When customers have access to enough information, however, the percentage falls to just 3.35 percent.
In the last six years, there has been a significant advancement in the shift from cash-based to digitally initiated and end-to-end remittances.
Six years later, the percentage had reduced to 66 percent, with digital end-to-end and digitally begun transactions at 13 percent and 21 percent, respectively. In the second quarter of 2016, 93 percent of remittances worldwide were cash-initiated.
By introducing two cutting-edge products that dramatically speed up and reduce the cost of cross-border person-to-person (P2P) payment transactions, Visa has also connected sub-Saharan African consumers to a vast global financial network with billions of users.
Nigeria got the most remittances in the area ($19.2 billion), followed by Ghana ($4.5 billion), Kenya ($3.7 billion), and then Kenya.
In Kenya, Visa has partnered with Absa Bank Kenya to launch a domestic and cross-border remittance service via the Visa Global network. This is a first-of-its-kind market solution in sub-Saharan Africa and will enable seamless money transfers and payments to any of the two billion or more Visa cardholders in over 100 fast funds-enabled markets, in near real-time, with the full security and dependability associated with Visa cards.
Meanwhile, in the Democratic Republic of the Congo, where only around 26% of the population is thought to be a part of the formal financial system, it is projected that in 2021, residents received remittances worth more than $1.33 billion.

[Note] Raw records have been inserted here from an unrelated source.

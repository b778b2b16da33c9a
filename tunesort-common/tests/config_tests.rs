//! Configuration resolution tests
//!
//! Tests that manipulate TUNESORT_* variables are marked #[serial]
//! so they never observe each other's environment.

use serial_test::serial;
use std::env;
use std::path::{Path, PathBuf};
use tunesort_common::config::{resolve_path, ENV_DEST, ENV_LEDGER};

#[test]
#[serial]
fn test_cli_argument_wins() {
    env::set_var(ENV_DEST, "/from/env");

    let resolved = resolve_path(
        Some(Path::new("/from/cli")),
        ENV_DEST,
        Some(Path::new("/from/toml")),
    );
    assert_eq!(resolved, Some(PathBuf::from("/from/cli")));

    env::remove_var(ENV_DEST);
}

#[test]
#[serial]
fn test_env_over_toml() {
    env::set_var(ENV_DEST, "/from/env");

    let resolved = resolve_path(None, ENV_DEST, Some(Path::new("/from/toml")));
    assert_eq!(resolved, Some(PathBuf::from("/from/env")));

    env::remove_var(ENV_DEST);
}

#[test]
#[serial]
fn test_blank_env_falls_through_to_toml() {
    env::set_var(ENV_LEDGER, "   ");

    let resolved = resolve_path(None, ENV_LEDGER, Some(Path::new("/from/toml/ledger.db")));
    assert_eq!(resolved, Some(PathBuf::from("/from/toml/ledger.db")));

    env::remove_var(ENV_LEDGER);
}

#[test]
#[serial]
fn test_nothing_configured() {
    env::remove_var(ENV_LEDGER);
    assert_eq!(resolve_path(None, ENV_LEDGER, None), None);
}
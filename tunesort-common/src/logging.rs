//! Tracing subscriber setup

use crate::config::LoggingConfig;
use crate::{Error, Result};
use tracing_subscriber::EnvFilter;

/// Pick the filter directive for the subscriber
///
/// `RUST_LOG` wins, then the debug flag, then the configured level.
pub fn filter_directive(config: &LoggingConfig, debug: bool, rust_log: Option<&str>) -> String {
    match rust_log {
        Some(directive) if !directive.trim().is_empty() => directive.to_string(),
        _ if debug => "debug".to_string(),
        _ => config.level.clone(),
    }
}

/// Install the global fmt subscriber
///
/// Call once from the binary entry point.
pub fn init_tracing(config: &LoggingConfig, debug: bool) -> Result<()> {
    let rust_log = std::env::var(EnvFilter::DEFAULT_ENV).ok();
    let directive = filter_directive(config, debug, rust_log.as_deref());

    let filter = EnvFilter::try_new(&directive)
        .map_err(|e| Error::Config(format!("Invalid log filter '{}': {}", directive, e)))?;

    tracing_subscriber::fmt()
        .with_env_filter(filter)
        .with_target(debug)
        .try_init()
        .map_err(|e| Error::Internal(format!("Tracing init failed: {}", e)))
}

According to the World Bank and African Development Bank, sub-Saharan Africa has some of the world’s fastest-growing economies and is a global leader in the adoption of mobile digital payments, with about 650 million mobile phone users.
Africans frequently transact internationally in the areas of trade, education, and healthcare, among other things, and this service is providing them with a strong, effective new choice.
With these solutions, Visa is boosting financial and digital inclusion in Sub-Saharan Africa and across the globe while also improving the efficiency of the remittance process and bringing millions of people to connected, global platforms.